Общество делает себя, конструирует, образовывая собственные ценности, имиджи, и это все происходит в так называемых убежищах. Это форма временной автономии, которая не связана с политической доминантой. В этих убежищах отрабатывается то, что может стать соединением разных сообществ. Но соединение происходит не по схеме, когда одно сообщество поглощает другое, и не по модели противостояния, а по принципу обнаружения эквивалентных связей, когда мы можем находиться в той среде, в которой хотим жить с другими, не будучи изолированы. То есть сообщество конструируется, оно хочет воображать свое будущее, и вот этот момент как раз и есть база для эквивалентной солидарности. Проблема: как спасти воображение? 

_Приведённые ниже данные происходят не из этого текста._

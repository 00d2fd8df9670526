//! Bearer-token validation for Supabase-issued JWTs.
//!
//! GoTrue signs access tokens with the project's JWT secret (HS256) and an
//! audience of `authenticated`. This adapter implements the
//! `SessionValidator` port by checking signature, audience and expiry,
//! then mapping the claims onto a domain `Session`.

use async_trait::async_trait;
use chrono::{TimeZone, Utc};
use jsonwebtoken::errors::ErrorKind;
use jsonwebtoken::{decode, Algorithm, DecodingKey, Validation};
use secrecy::{ExposeSecret, SecretString};
use serde::Deserialize;

use crate::domain::auth::{AuthError, Session};
use crate::domain::foundation::UserId;
use crate::ports::SessionValidator;

/// Audience GoTrue puts on tokens for signed-in users.
pub const AUTHENTICATED_AUDIENCE: &str = "authenticated";

#[derive(Debug, Deserialize)]
struct SupabaseClaims {
    sub: String,
    exp: i64,
    #[serde(default)]
    email: Option<String>,
}

/// HS256 validator keyed by the project JWT secret.
pub struct JwtSessionValidator {
    key: DecodingKey,
    validation: Validation,
}

impl JwtSessionValidator {
    pub fn new(secret: &SecretString) -> Self {
        let mut validation = Validation::new(Algorithm::HS256);
        validation.set_audience(&[AUTHENTICATED_AUDIENCE]);
        validation.set_required_spec_claims(&["exp", "sub", "aud"]);
        validation.leeway = 0;

        Self {
            key: DecodingKey::from_secret(secret.expose_secret().as_bytes()),
            validation,
        }
    }
}

#[async_trait]
impl SessionValidator for JwtSessionValidator {
    async fn validate(&self, token: &str) -> Result<Session, AuthError> {
        let data = decode::<SupabaseClaims>(token, &self.key, &self.validation).map_err(|e| {
            match e.kind() {
                ErrorKind::ExpiredSignature => AuthError::TokenExpired,
                other => {
                    tracing::debug!(error = ?other, "Rejected bearer token");
                    AuthError::InvalidToken
                }
            }
        })?;

        let claims = data.claims;
        let user_id = UserId::new(claims.sub).map_err(|_| AuthError::InvalidToken)?;
        let mut session = Session::new(user_id, claims.email, token);
        session.expires_at = Utc.timestamp_opt(claims.exp, 0).single();
        Ok(session)
    }
}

Искусство — это способ конструирования, связывания, потому что без изменения культурного кода нет настройки на видение другой смысловой ситуации: я не вижу, не хочу и не могу видеть, потому что у меня нет такой линзы внимания, — и тогда, соответственно, не могу проектировать будущее. И сразу поднимаются антиутопии, «все, что ни происходит, против меня», поднимается ужас и «темное просвещение». Выход к новой рациональности будущего возможен через его непосредственное производство в искусстве, в солидарности гражданских сообществ, моделировании новых институтов знания, образования, социальной работы. У нас должна быть примерная программа культурно-политических намерений, художественных решений с умением объяснять их понятно. Например, важное политическое требование в современных условиях — это универсальный базовый доход. Но многие его боятся и не верят в способность людей работать без экономической необходимости. Значит, проблема в культурном коде и этике труда, которые нужно переописать. С этим работает, например, группа художниц «НИИЧЕГОДЕЛАТЬ» в организуемых фестивалях, выставках, текстах. Понятно, что базовый доход — это неолиберальная экономическая стратегия, но ее надо понимать не как замену потребления или отмену социального государства, а как отмену экономического рабства. Точно так же, как политическое равенство и электоральное равноправие в начале XX века казались абсолютно невозможными, так и базовый доход сейчас кажется чем-то невероятным. Но нужно понимать, что базовый доход — это способ спасти людей от тревоги за выживание, что дает возможность перезапустить политическую агентность и дать начало новому социальному воображению и конструированию. Если мы исходим из этой позиции, то понимаем, что базовый доход — это решение, запускающее резервы новой ситуации будущего. Таких вопросов много, и они требуют художественного воображения, без которого не наступит будущее.